(Stored data entries)
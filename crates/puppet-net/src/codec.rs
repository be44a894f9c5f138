//! Pass-through gRPC codec.
//!
//! Frames are moved as already-encoded protobuf bytes; typing happens one
//! layer up in [`crate::stub::PuppetStub`]. This keeps the transport trait
//! object-safe and lets tests swap the network for an in-memory fake.

use bytes::{Buf, BufMut, Bytes};
use tonic::codec::{Codec, DecodeBuf, Decoder, EncodeBuf, Encoder};
use tonic::Status;

#[derive(Debug, Clone, Copy, Default)]
pub struct RawCodec;

impl Codec for RawCodec {
    type Encode = Bytes;
    type Decode = Bytes;
    type Encoder = RawEncoder;
    type Decoder = RawDecoder;

    fn encoder(&mut self) -> Self::Encoder {
        RawEncoder
    }

    fn decoder(&mut self) -> Self::Decoder {
        RawDecoder
    }
}

#[derive(Debug, Clone, Copy, Default)]
pub struct RawEncoder;

impl Encoder for RawEncoder {
    type Item = Bytes;
    type Error = Status;

    fn encode(&mut self, item: Self::Item, dst: &mut EncodeBuf<'_>) -> Result<(), Self::Error> {
        dst.put_slice(&item);
        Ok(())
    }
}

#[derive(Debug, Clone, Copy, Default)]
pub struct RawDecoder;

impl Decoder for RawDecoder {
    type Item = Bytes;
    type Error = Status;

    fn decode(&mut self, src: &mut DecodeBuf<'_>) -> Result<Option<Self::Item>, Self::Error> {
        Ok(Some(src.copy_to_bytes(src.remaining())))
    }
}
//! Typed request stub over a [`Transport`].

use std::sync::Arc;

use bytes::Bytes;
use futures::stream::BoxStream;
use futures::StreamExt;
use prost::Message;
use puppet_shared::protocol::{Empty, EventResponse};
use puppet_shared::TransportError;

use crate::method::RemoteMethod;
use crate::transport::Transport;

/// Cheap handle for issuing requests on the live transport.
#[derive(Clone)]
pub struct PuppetStub {
    transport: Arc<dyn Transport>,
}

impl PuppetStub {
    pub fn new(transport: Arc<dyn Transport>) -> Self {
        Self { transport }
    }

    /// Unary call with protobuf request and response messages.
    pub async fn call<Req, Resp>(
        &self,
        method: RemoteMethod,
        request: Req,
    ) -> Result<Resp, TransportError>
    where
        Req: Message,
        Resp: Message + Default,
    {
        debug_assert!(!method.is_streaming(), "{method} is a streaming method");
        let body = Bytes::from(request.encode_to_vec());
        let frame = self.transport.unary(method, body).await?;
        decode_frame(method, frame)
    }

    /// Server-streaming call; every frame is decoded as `Resp`.
    pub async fn stream<Req, Resp>(
        &self,
        method: RemoteMethod,
        request: Req,
    ) -> Result<BoxStream<'static, Result<Resp, TransportError>>, TransportError>
    where
        Req: Message,
        Resp: Message + Default + 'static,
    {
        debug_assert!(method.is_streaming(), "{method} is a unary method");
        let body = Bytes::from(request.encode_to_vec());
        let frames = self.transport.server_streaming(method, body).await?;
        Ok(frames
            .map(move |frame| frame.and_then(|frame| decode_frame(method, frame)))
            .boxed())
    }

    /// Open the inbound event stream.
    pub async fn event_stream(
        &self,
    ) -> Result<BoxStream<'static, Result<EventResponse, TransportError>>, TransportError> {
        self.stream(RemoteMethod::Event, Empty {}).await
    }

    pub async fn close(&self) {
        self.transport.close().await;
    }
}

fn decode_frame<Resp: Message + Default>(
    method: RemoteMethod,
    frame: Bytes,
) -> Result<Resp, TransportError> {
    Resp::decode(frame).map_err(|e| TransportError::Frame {
        method: method.name(),
        reason: e.to_string(),
    })
}

#[cfg(test)]
mod tests {
    use super::*;
    use async_trait::async_trait;
    use futures::stream;
    use puppet_shared::protocol::{DingRequest, IdsResponse};
    use std::sync::Mutex;

    use crate::transport::FrameStream;

    /// Echoes unary requests and streams back a fixed set of frames.
    #[derive(Default)]
    struct EchoTransport {
        calls: Mutex<Vec<RemoteMethod>>,
        frames: Vec<Bytes>,
    }

    #[async_trait]
    impl Transport for EchoTransport {
        async fn unary(&self, method: RemoteMethod, request: Bytes) -> Result<Bytes, TransportError> {
            self.calls.lock().unwrap().push(method);
            Ok(request)
        }

        async fn server_streaming(
            &self,
            method: RemoteMethod,
            _request: Bytes,
        ) -> Result<FrameStream, TransportError> {
            self.calls.lock().unwrap().push(method);
            let frames: Vec<Result<Bytes, TransportError>> =
                self.frames.iter().cloned().map(Ok).collect();
            Ok(stream::iter(frames).boxed())
        }

        async fn close(&self) {}

        fn is_closed(&self) -> bool {
            false
        }
    }

    #[tokio::test]
    async fn test_call_round_trips_typed_messages() {
        let transport = Arc::new(EchoTransport::default());
        let stub = PuppetStub::new(transport.clone());

        let echoed: DingRequest = stub
            .call(
                RemoteMethod::Ding,
                DingRequest {
                    data: "ping".to_string(),
                },
            )
            .await
            .unwrap();
        assert_eq!(echoed.data, "ping");
        assert_eq!(*transport.calls.lock().unwrap(), vec![RemoteMethod::Ding]);
    }

    #[tokio::test]
    async fn test_empty_frame_decodes_to_defaults() {
        let stub = PuppetStub::new(Arc::new(EchoTransport::default()));
        let ids: IdsResponse = stub
            .call(RemoteMethod::RoomList, Empty {})
            .await
            .unwrap();
        assert!(ids.ids.is_empty());
    }

    #[tokio::test]
    async fn test_undecodable_frame_names_method() {
        // A lone field key with no value is a truncated frame.
        let transport = Arc::new(EchoTransport {
            frames: vec![Bytes::from_static(&[0x0a])],
            ..Default::default()
        });
        let stub = PuppetStub::new(transport);
        let mut events = stub.event_stream().await.unwrap();
        let err = events.next().await.unwrap().unwrap_err();
        assert!(matches!(err, TransportError::Frame { method: "Event", .. }));
    }

    #[tokio::test]
    async fn test_event_stream_decodes_envelopes() {
        let envelope = EventResponse {
            r#type: 25,
            payload: r#"{"contactId":"wxid_1"}"#.to_string(),
        };
        let transport = Arc::new(EchoTransport {
            frames: vec![Bytes::from(envelope.encode_to_vec())],
            ..Default::default()
        });
        let stub = PuppetStub::new(transport.clone());

        let events: Vec<_> = stub.event_stream().await.unwrap().collect().await;
        assert_eq!(events.len(), 1);
        assert_eq!(events[0].as_ref().unwrap(), &envelope);
        assert_eq!(*transport.calls.lock().unwrap(), vec![RemoteMethod::Event]);
    }

    #[cfg(debug_assertions)]
    #[tokio::test]
    #[should_panic(expected = "is a unary method")]
    async fn test_stream_rejects_unary_method() {
        let stub = PuppetStub::new(Arc::new(EchoTransport::default()));
        let _ = stub.stream::<_, Empty>(RemoteMethod::Ding, Empty {}).await;
    }
}
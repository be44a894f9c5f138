/// Fully qualified name of the remote gRPC service.
pub const SERVICE_NAME: &str = "wechaty.Puppet";

/// Endpoint discovery service queried with a token when no endpoint is configured.
pub const DEFAULT_DISCOVERY_URL: &str = "https://api.chatie.io/v0/hosties";

/// Address the discovery service reports when a token has no live endpoint.
pub const PLACEHOLDER_IP: &str = "0.0.0.0";

/// Environment variables consulted for the service token, in priority order.
pub const TOKEN_ENV_VARS: [&str; 3] = ["WECHATY_PUPPET_SERVICE_TOKEN", "TOKEN", "token"];

/// Environment variables consulted for the service endpoint, in priority order.
pub const ENDPOINT_ENV_VARS: [&str; 3] = ["WECHATY_PUPPET_SERVICE_ENDPOINT", "ENDPOINT", "endpoint"];

/// Scheme prefix of the `authorization` metadata sent with every call.
pub const AUTHORIZATION_SCHEME: &str = "Wechaty";

/// Reachability probe timeout in seconds
pub const PING_TIMEOUT_SECS: u64 = 3;

/// gRPC channel connect timeout in seconds
pub const CONNECT_TIMEOUT_SECS: u64 = 10;

/// Default ports when an endpoint is given as a URL without a port
pub const DEFAULT_HTTP_PORT: u16 = 80;
pub const DEFAULT_HTTPS_PORT: u16 = 443;

/// Payload sent with the locally emitted logout event
pub const LOCAL_LOGOUT_DATA: &str = "logout";
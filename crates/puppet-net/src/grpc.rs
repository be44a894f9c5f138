//! tonic-backed implementation of [`Transport`] and [`Connector`].

use std::sync::{Arc, Mutex, PoisonError};
use std::time::Duration;

use async_trait::async_trait;
use bytes::Bytes;
use futures::StreamExt;
use puppet_shared::constants::{AUTHORIZATION_SCHEME, CONNECT_TIMEOUT_SECS};
use puppet_shared::{PuppetError, TransportError};
use tonic::client::Grpc;
use tonic::codegen::http::uri::PathAndQuery;
use tonic::metadata::{Ascii, MetadataValue};
use tonic::transport::{Channel, Endpoint as ChannelEndpoint};
use tonic::{Code, Request, Status};
use tracing::{debug, info};

use crate::codec::RawCodec;
use crate::discovery::ping_endpoint;
use crate::endpoint::Endpoint;
use crate::method::RemoteMethod;
use crate::transport::{Connector, FrameStream, Transport};

/// Map a gRPC status to the transport error taxonomy.
///
/// `Unavailable` and `Cancelled` describe the connection, not the request,
/// and are reported as transient connection failures.
pub fn status_to_error(status: Status) -> TransportError {
    match status.code() {
        Code::Unavailable | Code::Cancelled => {
            TransportError::Connection(status.message().to_string())
        }
        code => TransportError::Status {
            code: format!("{code:?}"),
            message: status.message().to_string(),
        },
    }
}

pub struct GrpcTransport {
    channel: Mutex<Option<Channel>>,
    authorization: Option<MetadataValue<Ascii>>,
}

impl GrpcTransport {
    pub fn new(channel: Channel, authorization: Option<MetadataValue<Ascii>>) -> Self {
        Self {
            channel: Mutex::new(Some(channel)),
            authorization,
        }
    }

    fn client(&self) -> Result<Grpc<Channel>, TransportError> {
        let guard = self.channel.lock().unwrap_or_else(PoisonError::into_inner);
        guard.clone().map(Grpc::new).ok_or(TransportError::Closed)
    }

    fn request(&self, body: Bytes) -> Request<Bytes> {
        let mut request = Request::new(body);
        if let Some(value) = &self.authorization {
            request.metadata_mut().insert("authorization", value.clone());
        }
        request
    }
}

#[async_trait]
impl Transport for GrpcTransport {
    async fn unary(&self, method: RemoteMethod, request: Bytes) -> Result<Bytes, TransportError> {
        let mut grpc = self.client()?;
        grpc.ready()
            .await
            .map_err(|e| TransportError::Connection(e.to_string()))?;

        let response = grpc
            .unary(
                self.request(request),
                PathAndQuery::from_static(method.path()),
                RawCodec,
            )
            .await
            .map_err(status_to_error)?;
        Ok(response.into_inner())
    }

    async fn server_streaming(
        &self,
        method: RemoteMethod,
        request: Bytes,
    ) -> Result<FrameStream, TransportError> {
        let mut grpc = self.client()?;
        grpc.ready()
            .await
            .map_err(|e| TransportError::Connection(e.to_string()))?;

        let response = grpc
            .server_streaming(
                self.request(request),
                PathAndQuery::from_static(method.path()),
                RawCodec,
            )
            .await
            .map_err(status_to_error)?;

        debug!(method = method.name(), "Server stream opened");
        Ok(response
            .into_inner()
            .map(|frame| frame.map_err(status_to_error))
            .boxed())
    }

    async fn close(&self) {
        let channel = self
            .channel
            .lock()
            .unwrap_or_else(PoisonError::into_inner)
            .take();
        if channel.is_some() {
            debug!("gRPC channel released");
        }
    }

    fn is_closed(&self) -> bool {
        self.channel
            .lock()
            .unwrap_or_else(PoisonError::into_inner)
            .is_none()
    }
}

/// Opens [`GrpcTransport`]s after probing the endpoint over TCP.
#[derive(Debug, Clone, Default)]
pub struct GrpcConnector;

#[async_trait]
impl Connector for GrpcConnector {
    async fn connect(
        &self,
        endpoint: &Endpoint,
        token: Option<&str>,
    ) -> Result<Arc<dyn Transport>, PuppetError> {
        ping_endpoint(endpoint).await?;

        let authorization = token
            .map(|token| {
                format!("{AUTHORIZATION_SCHEME} {token}")
                    .parse::<MetadataValue<Ascii>>()
                    .map_err(|_| {
                        PuppetError::Configuration("token is not valid ASCII metadata".to_string())
                    })
            })
            .transpose()?;

        let channel = ChannelEndpoint::from_shared(format!("http://{}", endpoint.authority()))
            .map_err(|e| PuppetError::Configuration(format!("invalid endpoint uri: {e}")))?
            .connect_timeout(Duration::from_secs(CONNECT_TIMEOUT_SECS))
            .connect()
            .await
            .map_err(|e| PuppetError::Transport(TransportError::Connection(e.to_string())))?;

        info!(endpoint = %endpoint, "Connected to puppet service");
        Ok(Arc::new(GrpcTransport::new(channel, authorization)))
    }
}

#[cfg(test)]
mod tests {
    use super::*;

    #[test]
    fn test_unavailable_is_connection_error() {
        let err = status_to_error(Status::unavailable("connection reset"));
        assert_eq!(err, TransportError::Connection("connection reset".to_string()));
        assert!(err.is_transient());
    }

    #[test]
    fn test_other_codes_are_remote_status() {
        let err = status_to_error(Status::not_found("no such room"));
        assert_eq!(
            err,
            TransportError::Status {
                code: "NotFound".to_string(),
                message: "no such room".to_string(),
            }
        );
    }

    #[tokio::test]
    async fn test_closed_transport_rejects_calls() {
        let channel = ChannelEndpoint::from_static("http://127.0.0.1:9").connect_lazy();
        let transport = GrpcTransport::new(channel, None);
        assert!(!transport.is_closed());

        transport.close().await;
        transport.close().await;
        assert!(transport.is_closed());

        let err = transport
            .unary(RemoteMethod::Ding, Bytes::new())
            .await
            .unwrap_err();
        assert_eq!(err, TransportError::Closed);
    }

    #[tokio::test]
    async fn test_request_carries_authorization() {
        let channel = ChannelEndpoint::from_static("http://127.0.0.1:9").connect_lazy();
        let value: MetadataValue<Ascii> = "Wechaty abc".parse().unwrap();
        let transport = GrpcTransport::new(channel, Some(value));

        let request = transport.request(Bytes::from_static(b"x"));
        assert_eq!(
            request.metadata().get("authorization").unwrap().to_str().unwrap(),
            "Wechaty abc"
        );
    }

    #[tokio::test]
    async fn test_connector_fails_fast_on_unreachable_endpoint() {
        let listener = tokio::net::TcpListener::bind("127.0.0.1:0").await.unwrap();
        let port = listener.local_addr().unwrap().port();
        drop(listener);

        let result = GrpcConnector
            .connect(&Endpoint::new("127.0.0.1", port), Some("token"))
            .await;
        assert!(matches!(result, Err(PuppetError::Configuration(_))));
    }
}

### What the task asks
Quote exactly the first line of the entries and every line after it, stopping with the line that contains "type Encode = Bytes;".

### Task result
filename crates/puppet-net/src/codec.rs
repository be44a894f9c5f138
//! Pass-through gRPC codec.
//!
//! Frames are moved as already-encoded protobuf bytes; typing happens one
//! layer up in [`crate::stub::PuppetStub`]. This keeps the transport trait
//! object-safe and lets tests swap the network for an in-memory fake.

use bytes::{Buf, BufMut, Bytes};
use tonic::codec::{Codec, DecodeBuf, Decoder, EncodeBuf, Encoder};
use tonic::Status;

#[derive(Debug, Clone, Copy, Default)]
pub struct RawCodec;

impl Codec for RawCodec {
    type Encode = Bytes;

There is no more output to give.